┌──

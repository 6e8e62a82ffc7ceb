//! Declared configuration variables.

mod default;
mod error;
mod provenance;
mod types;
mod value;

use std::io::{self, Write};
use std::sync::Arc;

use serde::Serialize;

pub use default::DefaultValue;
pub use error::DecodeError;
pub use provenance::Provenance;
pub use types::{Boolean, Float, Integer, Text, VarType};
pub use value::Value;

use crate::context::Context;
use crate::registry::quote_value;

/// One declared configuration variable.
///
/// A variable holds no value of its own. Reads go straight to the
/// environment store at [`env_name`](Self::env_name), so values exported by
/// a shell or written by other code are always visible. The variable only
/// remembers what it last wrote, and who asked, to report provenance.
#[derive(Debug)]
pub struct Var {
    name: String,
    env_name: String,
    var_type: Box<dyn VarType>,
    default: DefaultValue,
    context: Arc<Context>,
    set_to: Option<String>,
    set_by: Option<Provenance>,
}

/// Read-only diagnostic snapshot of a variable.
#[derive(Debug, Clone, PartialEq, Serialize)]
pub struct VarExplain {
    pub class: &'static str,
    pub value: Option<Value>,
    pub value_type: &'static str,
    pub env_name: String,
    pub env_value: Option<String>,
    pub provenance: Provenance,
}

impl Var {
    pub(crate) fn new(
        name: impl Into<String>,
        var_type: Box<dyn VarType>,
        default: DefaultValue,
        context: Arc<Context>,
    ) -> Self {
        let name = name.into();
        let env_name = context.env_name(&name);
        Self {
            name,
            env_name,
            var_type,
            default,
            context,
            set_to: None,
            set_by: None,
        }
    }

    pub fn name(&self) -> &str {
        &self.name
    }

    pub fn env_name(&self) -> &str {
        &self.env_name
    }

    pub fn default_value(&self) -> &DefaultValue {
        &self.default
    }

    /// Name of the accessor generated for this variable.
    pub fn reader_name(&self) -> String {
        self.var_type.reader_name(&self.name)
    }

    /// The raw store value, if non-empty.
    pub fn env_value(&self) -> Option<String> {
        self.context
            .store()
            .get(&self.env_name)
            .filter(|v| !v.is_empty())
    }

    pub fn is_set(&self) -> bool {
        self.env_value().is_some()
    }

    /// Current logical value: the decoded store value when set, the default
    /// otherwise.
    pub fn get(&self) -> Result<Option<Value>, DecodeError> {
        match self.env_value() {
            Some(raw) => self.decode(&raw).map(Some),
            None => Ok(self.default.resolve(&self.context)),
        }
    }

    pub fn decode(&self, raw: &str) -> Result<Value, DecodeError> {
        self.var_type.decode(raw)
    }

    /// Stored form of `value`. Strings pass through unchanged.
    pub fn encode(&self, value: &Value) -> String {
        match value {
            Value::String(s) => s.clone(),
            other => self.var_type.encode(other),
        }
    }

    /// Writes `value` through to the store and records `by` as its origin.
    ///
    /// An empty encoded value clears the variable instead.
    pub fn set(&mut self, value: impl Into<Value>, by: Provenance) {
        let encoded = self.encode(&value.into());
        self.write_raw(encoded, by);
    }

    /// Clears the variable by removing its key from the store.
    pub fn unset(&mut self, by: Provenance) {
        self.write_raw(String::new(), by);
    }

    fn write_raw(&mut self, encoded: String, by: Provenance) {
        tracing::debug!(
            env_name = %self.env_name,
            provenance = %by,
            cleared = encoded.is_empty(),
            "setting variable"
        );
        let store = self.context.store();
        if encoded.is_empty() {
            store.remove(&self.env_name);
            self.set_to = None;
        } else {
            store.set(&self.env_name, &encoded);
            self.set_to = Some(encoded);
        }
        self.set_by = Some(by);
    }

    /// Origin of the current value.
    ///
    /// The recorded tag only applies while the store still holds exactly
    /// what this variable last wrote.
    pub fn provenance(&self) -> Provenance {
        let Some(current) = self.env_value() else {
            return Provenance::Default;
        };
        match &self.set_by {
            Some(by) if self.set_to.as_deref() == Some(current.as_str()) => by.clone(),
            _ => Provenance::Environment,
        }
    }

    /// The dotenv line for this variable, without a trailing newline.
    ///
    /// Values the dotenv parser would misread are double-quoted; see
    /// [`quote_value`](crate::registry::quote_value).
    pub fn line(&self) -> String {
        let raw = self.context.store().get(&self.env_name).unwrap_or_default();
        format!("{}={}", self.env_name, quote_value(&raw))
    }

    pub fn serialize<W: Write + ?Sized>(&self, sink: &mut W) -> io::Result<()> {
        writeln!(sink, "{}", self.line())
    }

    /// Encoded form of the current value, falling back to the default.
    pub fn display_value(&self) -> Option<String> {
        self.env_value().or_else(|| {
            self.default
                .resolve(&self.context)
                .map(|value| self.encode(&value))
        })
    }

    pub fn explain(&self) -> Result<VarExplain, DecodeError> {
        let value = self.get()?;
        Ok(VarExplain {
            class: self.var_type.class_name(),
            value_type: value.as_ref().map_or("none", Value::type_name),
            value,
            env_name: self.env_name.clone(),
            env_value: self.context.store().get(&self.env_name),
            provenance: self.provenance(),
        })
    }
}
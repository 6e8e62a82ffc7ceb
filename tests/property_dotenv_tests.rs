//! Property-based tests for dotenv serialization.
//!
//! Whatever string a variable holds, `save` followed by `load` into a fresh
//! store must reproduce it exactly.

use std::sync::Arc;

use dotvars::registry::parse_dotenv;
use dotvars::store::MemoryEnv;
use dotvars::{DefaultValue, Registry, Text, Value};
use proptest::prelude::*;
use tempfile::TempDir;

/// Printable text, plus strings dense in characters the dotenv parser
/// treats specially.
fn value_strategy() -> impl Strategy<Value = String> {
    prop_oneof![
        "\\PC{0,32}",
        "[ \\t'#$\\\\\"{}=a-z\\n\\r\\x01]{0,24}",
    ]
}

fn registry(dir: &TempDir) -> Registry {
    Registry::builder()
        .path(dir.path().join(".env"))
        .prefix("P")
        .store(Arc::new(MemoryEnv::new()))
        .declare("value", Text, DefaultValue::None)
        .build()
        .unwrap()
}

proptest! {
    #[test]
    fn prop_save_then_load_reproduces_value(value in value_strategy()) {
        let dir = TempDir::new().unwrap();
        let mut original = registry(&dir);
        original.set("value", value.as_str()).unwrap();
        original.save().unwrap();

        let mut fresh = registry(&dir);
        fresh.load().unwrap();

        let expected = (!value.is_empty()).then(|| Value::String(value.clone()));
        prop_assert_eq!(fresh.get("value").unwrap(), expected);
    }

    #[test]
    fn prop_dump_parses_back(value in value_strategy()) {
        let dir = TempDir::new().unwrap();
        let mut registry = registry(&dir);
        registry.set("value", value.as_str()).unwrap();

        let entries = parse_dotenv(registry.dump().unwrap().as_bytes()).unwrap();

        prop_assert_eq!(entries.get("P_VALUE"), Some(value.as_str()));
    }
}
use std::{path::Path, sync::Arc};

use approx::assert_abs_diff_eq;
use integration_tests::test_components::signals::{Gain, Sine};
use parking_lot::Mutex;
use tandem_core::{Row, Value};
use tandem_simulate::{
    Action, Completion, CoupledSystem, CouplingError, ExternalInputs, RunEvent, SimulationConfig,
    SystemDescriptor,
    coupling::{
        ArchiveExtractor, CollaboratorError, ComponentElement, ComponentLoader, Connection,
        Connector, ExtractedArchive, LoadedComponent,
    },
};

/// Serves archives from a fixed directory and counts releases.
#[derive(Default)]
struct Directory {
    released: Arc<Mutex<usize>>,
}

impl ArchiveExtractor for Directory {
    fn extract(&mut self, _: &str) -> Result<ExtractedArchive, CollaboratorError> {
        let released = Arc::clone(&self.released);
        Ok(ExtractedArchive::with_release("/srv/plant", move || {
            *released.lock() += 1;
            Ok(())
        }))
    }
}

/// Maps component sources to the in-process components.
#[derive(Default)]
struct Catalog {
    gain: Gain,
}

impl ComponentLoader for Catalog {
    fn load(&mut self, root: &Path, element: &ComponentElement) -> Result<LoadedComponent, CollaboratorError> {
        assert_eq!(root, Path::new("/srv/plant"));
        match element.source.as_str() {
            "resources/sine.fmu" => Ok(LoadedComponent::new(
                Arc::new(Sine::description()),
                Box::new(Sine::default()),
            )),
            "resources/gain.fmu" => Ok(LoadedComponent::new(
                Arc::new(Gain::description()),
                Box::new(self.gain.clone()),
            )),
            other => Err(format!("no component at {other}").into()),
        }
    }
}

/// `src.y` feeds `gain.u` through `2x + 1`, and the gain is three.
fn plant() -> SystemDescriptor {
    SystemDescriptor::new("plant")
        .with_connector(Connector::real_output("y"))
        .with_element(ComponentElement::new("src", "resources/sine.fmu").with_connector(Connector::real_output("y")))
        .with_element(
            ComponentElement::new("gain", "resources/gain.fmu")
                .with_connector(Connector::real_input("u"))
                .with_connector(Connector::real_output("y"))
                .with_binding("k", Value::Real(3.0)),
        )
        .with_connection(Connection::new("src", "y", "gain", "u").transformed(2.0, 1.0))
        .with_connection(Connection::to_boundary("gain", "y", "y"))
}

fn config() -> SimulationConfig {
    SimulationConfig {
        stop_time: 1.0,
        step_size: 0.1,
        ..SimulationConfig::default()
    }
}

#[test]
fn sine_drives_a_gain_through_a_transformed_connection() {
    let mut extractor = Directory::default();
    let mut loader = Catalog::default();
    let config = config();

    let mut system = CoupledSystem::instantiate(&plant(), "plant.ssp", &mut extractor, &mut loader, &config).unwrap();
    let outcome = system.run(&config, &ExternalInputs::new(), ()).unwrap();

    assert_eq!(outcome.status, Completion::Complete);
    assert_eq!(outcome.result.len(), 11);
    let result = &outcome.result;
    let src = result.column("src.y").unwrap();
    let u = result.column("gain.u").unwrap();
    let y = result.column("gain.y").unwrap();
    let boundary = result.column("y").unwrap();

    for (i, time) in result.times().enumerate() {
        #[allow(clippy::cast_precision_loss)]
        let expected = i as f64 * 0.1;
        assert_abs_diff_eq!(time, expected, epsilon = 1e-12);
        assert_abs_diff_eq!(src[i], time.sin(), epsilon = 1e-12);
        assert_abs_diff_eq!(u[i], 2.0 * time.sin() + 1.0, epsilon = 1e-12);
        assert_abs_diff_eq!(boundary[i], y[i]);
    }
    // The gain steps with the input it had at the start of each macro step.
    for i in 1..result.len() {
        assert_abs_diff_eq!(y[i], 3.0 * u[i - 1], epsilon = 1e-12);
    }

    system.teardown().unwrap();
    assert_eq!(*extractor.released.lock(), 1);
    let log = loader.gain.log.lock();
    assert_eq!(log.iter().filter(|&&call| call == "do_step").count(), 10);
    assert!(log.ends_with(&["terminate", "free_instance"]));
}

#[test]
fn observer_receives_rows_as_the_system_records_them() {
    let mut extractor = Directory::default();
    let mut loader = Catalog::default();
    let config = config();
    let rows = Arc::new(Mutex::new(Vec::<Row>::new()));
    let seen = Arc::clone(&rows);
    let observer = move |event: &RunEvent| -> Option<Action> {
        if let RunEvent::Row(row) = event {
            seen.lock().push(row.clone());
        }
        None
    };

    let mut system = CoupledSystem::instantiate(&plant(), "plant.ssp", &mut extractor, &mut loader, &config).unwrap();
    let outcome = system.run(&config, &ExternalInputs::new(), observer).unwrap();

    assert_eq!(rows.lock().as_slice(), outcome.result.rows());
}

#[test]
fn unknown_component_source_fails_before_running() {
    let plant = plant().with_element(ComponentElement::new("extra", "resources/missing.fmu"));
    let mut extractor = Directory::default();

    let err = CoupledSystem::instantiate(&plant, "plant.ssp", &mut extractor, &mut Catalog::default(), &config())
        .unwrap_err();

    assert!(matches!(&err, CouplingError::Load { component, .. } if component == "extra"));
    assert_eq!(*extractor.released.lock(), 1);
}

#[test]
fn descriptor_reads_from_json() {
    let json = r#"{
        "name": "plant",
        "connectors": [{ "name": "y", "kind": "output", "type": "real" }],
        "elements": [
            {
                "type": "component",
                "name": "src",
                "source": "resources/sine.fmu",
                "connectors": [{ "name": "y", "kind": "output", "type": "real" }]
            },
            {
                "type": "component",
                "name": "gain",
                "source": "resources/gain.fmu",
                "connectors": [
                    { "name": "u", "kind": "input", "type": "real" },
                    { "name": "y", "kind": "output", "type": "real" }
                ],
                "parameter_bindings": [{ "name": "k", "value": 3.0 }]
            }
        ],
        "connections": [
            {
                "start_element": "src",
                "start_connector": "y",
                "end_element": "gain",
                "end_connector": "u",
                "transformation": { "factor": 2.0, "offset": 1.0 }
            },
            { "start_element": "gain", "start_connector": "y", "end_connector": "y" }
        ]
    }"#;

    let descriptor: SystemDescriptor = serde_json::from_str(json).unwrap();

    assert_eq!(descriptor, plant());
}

└──

**Prompt:**
Wherever "entries" appears in the listing, report the line it is on.

**Written response:**
        let entries = parse_dotenv(registry.dump().unwrap().as_bytes()).unwrap();
        prop_assert_eq!(entries.get("P_VALUE"), Some(value.as_str()));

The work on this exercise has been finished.